The acid dissociable group represented by R ^p is preferably a group represented by the following formula (6).

In the above formula (6), R ^p1 is an alkyl group having 1 to 4 carbon atoms or a monovalent alicyclic hydrocarbon group having 4 to 20 carbon atoms. R ^p2 and R ^p3 are each independently an alkyl group having 1 to 4 carbon atoms or an alicyclic hydrocarbon group having 4 to 20 carbon atoms. R ^p2 and R ^p3 may be bonded to each other to form a divalent alicyclic hydrocarbon group having 4 to 20 carbon atoms together with the carbon atoms to which R ^p2 and R ^p3 are bonded. However, some or all of the hydrogen atoms of these groups may be substituted with a linear, branched or cyclic alkyl group having 1 to 10 carbon atoms.

Examples of the alkyl group having 1 to 4 carbon atoms represented by R ^p1 , R ^p2 and R ^p3 include a methyl group, an ethyl group, an n-propyl group, an i-propyl group, an n-butyl group, and 2-methylpropyl. Group, 1-methylpropyl group, t-butyl group and the like.
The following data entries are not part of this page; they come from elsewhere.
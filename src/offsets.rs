//! The chunk offsets index: one signed 64 bit little-endian entry per slot,
//! absolute file positions for the used slots and -1 for the reserved tail
//! that future appends will claim.
//!
//! The writer cannot know any offset before its chunk record is emitted, so
//! the region is first written fully as sentinels and rewritten in place
//! during finalization. A used entry that still reads -1 therefore marks a
//! file whose writer never finished.

use byteorder::{ByteOrder, LittleEndian};

use crate::error::{BloscpackError, Result};

const ENTRY_SIZE: usize = 8;
const UNUSED: i64 = -1;

#[derive(Debug, Clone, PartialEq, Eq)]
pub struct Offsets {
    entries: Vec<i64>,
}

impl Offsets {
    /// A fresh table of `nchunks + max_app_chunks` sentinel entries.
    pub fn new(nchunks: i64, max_app_chunks: i64) -> Offsets {
        Offsets {
            entries: vec![UNUSED; (nchunks + max_app_chunks) as usize],
        }
    }

    pub fn encoded_size(total_entries: i64) -> usize {
        total_entries as usize * ENTRY_SIZE
    }

    pub fn parse(buf: &[u8], nchunks: i64, max_app_chunks: i64) -> Result<Offsets> {
        let total = (nchunks + max_app_chunks) as usize;
        if buf.len() != total * ENTRY_SIZE {
            return Err(BloscpackError::MalformedHeader(format!(
                "offsets region must be {} bytes for {} entries, got {}",
                total * ENTRY_SIZE,
                total,
                buf.len()
            )));
        }

        let mut entries = vec![0i64; total];
        LittleEndian::read_i64_into(buf, &mut entries);

        for (index, entry) in entries.iter().take(nchunks as usize).enumerate() {
            if *entry < 0 {
                return Err(BloscpackError::MalformedHeader(format!(
                    "offset for chunk '{}' is unwritten, the file was not finalized",
                    index
                )));
            }
        }
        Ok(Offsets { entries })
    }

    pub fn serialize(&self) -> Vec<u8> {
        let mut buf = vec![0u8; self.entries.len() * ENTRY_SIZE];
        LittleEndian::write_i64_into(&self.entries, &mut buf);
        buf
    }

    pub fn set(&mut self, index: usize, offset: u64) {
        self.entries[index] = offset as i64;
    }

    /// Absolute position of chunk `index`, `None` for out of range or
    /// still-reserved slots.
    pub fn chunk_offset(&self, index: usize) -> Option<u64> {
        match self.entries.get(index) {
            Some(entry) if *entry >= 0 => Some(*entry as u64),
            _ => None,
        }
    }

    pub fn len(&self) -> usize {
        self.entries.len()
    }

    pub fn is_empty(&self) -> bool {
        self.entries.is_empty()
    }

    /// The used prefix, for display purposes.
    pub fn used(&self) -> impl Iterator<Item = u64> + '_ {
        self.entries
            .iter()
            .take_while(|entry| **entry >= 0)
            .map(|entry| *entry as u64)
    }
}

#[cfg(test)]
mod test_offsets {
    use super::*;

    #[test]
    fn new_is_all_sentinels() {
        let offsets = Offsets::new(3, 30);
        assert_eq!(offsets.len(), 33);
        assert_eq!(offsets.chunk_offset(0), None);
        assert_eq!(offsets.serialize()[..8], (-1i64).to_le_bytes());
    }

    #[test]
    fn roundtrip() {
        let mut offsets = Offsets::new(2, 20);
        offsets.set(0, 208);
        offsets.set(1, 1042);

        let buf = offsets.serialize();
        assert_eq!(buf.len(), Offsets::encoded_size(22));

        let parsed = Offsets::parse(&buf, 2, 20).unwrap();
        assert_eq!(parsed, offsets);
        assert_eq!(parsed.chunk_offset(0), Some(208));
        assert_eq!(parsed.chunk_offset(1), Some(1042));
        assert_eq!(parsed.chunk_offset(2), None);
        assert_eq!(parsed.used().collect::<Vec<_>>(), vec![208, 1042]);
    }

    #[test]
    fn unfinalized_file_is_rejected() {
        let offsets = Offsets::new(2, 20);
        // both used entries still read -1
        assert!(matches!(
            Offsets::parse(&offsets.serialize(), 2, 20),
            Err(BloscpackError::MalformedHeader(_))
        ));
    }

    #[test]
    fn wrong_length_is_rejected() {
        let mut offsets = Offsets::new(1, 0);
        offsets.set(0, 32);
        assert!(Offsets::parse(&offsets.serialize(), 1, 1).is_err());
        assert!(Offsets::parse(&offsets.serialize()[..4], 1, 0).is_err());
    }
}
Examples of the monovalent alicyclic hydrocarbon group having 4 to 20 carbon atoms represented by R ^p1 , R ^p2 and R ^p3 include polycyclic alicyclic rings having a bridged skeleton such as an adamantane skeleton and a norbornane skeleton. A formula group;
And monocyclic alicyclic groups having a cycloalkane skeleton such as cyclopentane and cyclohexane.

As the acid dissociable group represented by R ^p , R ^p1 is an alkyl group having 1 to 4 carbon atoms, R ^p2 and R ^p3 are bonded to each other, and together with the carbon atom to which each is bonded, an adamantane skeleton or It is preferable to form a divalent group having a cycloalkane skeleton.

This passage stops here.